__Exercise prompt__. Retype each line below precisely.

:::

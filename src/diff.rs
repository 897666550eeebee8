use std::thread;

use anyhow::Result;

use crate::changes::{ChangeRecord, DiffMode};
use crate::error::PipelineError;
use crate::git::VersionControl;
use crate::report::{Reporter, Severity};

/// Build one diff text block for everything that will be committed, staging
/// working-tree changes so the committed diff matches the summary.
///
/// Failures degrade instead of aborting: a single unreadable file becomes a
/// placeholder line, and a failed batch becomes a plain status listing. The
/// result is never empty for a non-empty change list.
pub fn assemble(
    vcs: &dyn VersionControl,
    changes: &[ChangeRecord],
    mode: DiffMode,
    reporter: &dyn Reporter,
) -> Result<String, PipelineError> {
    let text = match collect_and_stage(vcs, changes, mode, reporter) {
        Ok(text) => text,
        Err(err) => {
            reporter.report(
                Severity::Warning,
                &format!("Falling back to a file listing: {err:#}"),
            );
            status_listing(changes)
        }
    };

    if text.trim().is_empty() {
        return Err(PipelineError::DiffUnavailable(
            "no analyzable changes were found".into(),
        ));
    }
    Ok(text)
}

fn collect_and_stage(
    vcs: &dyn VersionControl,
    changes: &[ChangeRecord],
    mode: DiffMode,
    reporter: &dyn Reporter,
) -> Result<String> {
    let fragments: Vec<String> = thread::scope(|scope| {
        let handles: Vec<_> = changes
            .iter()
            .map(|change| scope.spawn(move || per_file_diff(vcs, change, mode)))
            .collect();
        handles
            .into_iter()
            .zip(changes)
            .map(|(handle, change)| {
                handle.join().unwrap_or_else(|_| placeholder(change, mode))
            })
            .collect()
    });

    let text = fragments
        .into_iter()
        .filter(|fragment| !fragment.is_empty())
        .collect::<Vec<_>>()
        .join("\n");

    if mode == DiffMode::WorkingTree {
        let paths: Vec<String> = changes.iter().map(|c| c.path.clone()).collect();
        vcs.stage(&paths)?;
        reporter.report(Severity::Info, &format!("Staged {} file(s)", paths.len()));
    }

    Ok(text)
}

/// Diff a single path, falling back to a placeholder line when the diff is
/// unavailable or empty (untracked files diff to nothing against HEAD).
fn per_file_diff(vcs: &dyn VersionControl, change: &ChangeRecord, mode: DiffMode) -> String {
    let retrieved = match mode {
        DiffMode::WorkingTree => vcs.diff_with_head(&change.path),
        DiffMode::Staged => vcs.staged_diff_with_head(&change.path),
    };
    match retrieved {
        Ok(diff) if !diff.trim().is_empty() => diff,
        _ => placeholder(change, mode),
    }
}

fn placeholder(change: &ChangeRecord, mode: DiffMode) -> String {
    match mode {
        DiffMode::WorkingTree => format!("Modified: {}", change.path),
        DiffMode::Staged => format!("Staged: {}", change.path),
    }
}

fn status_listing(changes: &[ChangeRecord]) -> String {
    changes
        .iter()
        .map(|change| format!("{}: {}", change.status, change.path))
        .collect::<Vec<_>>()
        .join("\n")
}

:::

__Exercise response__.
filename src/diff.rs
repository 897666550eeebee8
use std::thread;

use anyhow::Result;

use crate::changes::{ChangeRecord, DiffMode};
use crate::error::PipelineError;
use crate::git::VersionControl;
use crate::report::{Reporter, Severity};

/// Build one diff text block for everything that will be committed, staging
/// working-tree changes so the committed diff matches the summary.
///
/// Failures degrade instead of aborting: a single unreadable file becomes a
/// placeholder line, and a failed batch becomes a plain status listing. The
/// result is never empty for a non-empty change list.
pub fn assemble(
    vcs: &dyn VersionControl,
    changes: &[ChangeRecord],
    mode: DiffMode,
    reporter: &dyn Reporter,
) -> Result<String, PipelineError> {
    let text = match collect_and_stage(vcs, changes, mode, reporter) {
        Ok(text) => text,
        Err(err) => {
            reporter.report(
                Severity::Warning,
                &format!("Falling back to a file listing: {err:#}"),
            );
            status_listing(changes)
        }
    };

    if text.trim().is_empty() {
        return Err(PipelineError::DiffUnavailable(
            "no analyzable changes were found".into(),
        ));
    }
    Ok(text)
}

fn collect_and_stage(
    vcs: &dyn VersionControl,
    changes: &[ChangeRecord],
    mode: DiffMode,
    reporter: &dyn Reporter,
) -> Result<String> {
    let fragments: Vec<String> = thread::scope(|scope| {
        let handles: Vec<_> = changes
            .iter()
            .map(|change| scope.spawn(move || per_file_diff(vcs, change, mode)))
            .collect();
        handles
            .into_iter()
            .zip(changes)
            .map(|(handle, change)| {
                handle.join().unwrap_or_else(|_| placeholder(change, mode))
            })
            .collect()
    });

    let text = fragments
        .into_iter()
        .filter(|fragment| !fragment.is_empty())
        .collect::<Vec<_>>()
        .join("\n");

    if mode == DiffMode::WorkingTree {
        let paths: Vec<String> = changes.iter().map(|c| c.path.clone()).collect();
        vcs.stage(&paths)?;
        reporter.report(Severity::Info, &format!("Staged {} file(s)", paths.len()));
    }

    Ok(text)
}

/// Diff a single path, falling back to a placeholder line when the diff is
/// unavailable or empty (untracked files diff to nothing against HEAD).
fn per_file_diff(vcs: &dyn VersionControl, change: &ChangeRecord, mode: DiffMode) -> String {
    let retrieved = match mode {
        DiffMode::WorkingTree => vcs.diff_with_head(&change.path),
        DiffMode::Staged => vcs.staged_diff_with_head(&change.path),
    };
    match retrieved {
        Ok(diff) if !diff.trim().is_empty() => diff,
        _ => placeholder(change, mode),
    }
}

fn placeholder(change: &ChangeRecord, mode: DiffMode) -> String {
    match mode {
        DiffMode::WorkingTree => format!("Modified: {}", change.path),
        DiffMode::Staged => format!("Staged: {}", change.path),
    }
}

fn status_listing(changes: &[ChangeRecord]) -> String {
    changes
        .iter()
        .map(|change| format!("{}: {}", change.status, change.path))
        .collect::<Vec<_>>()
        .join("\n")
}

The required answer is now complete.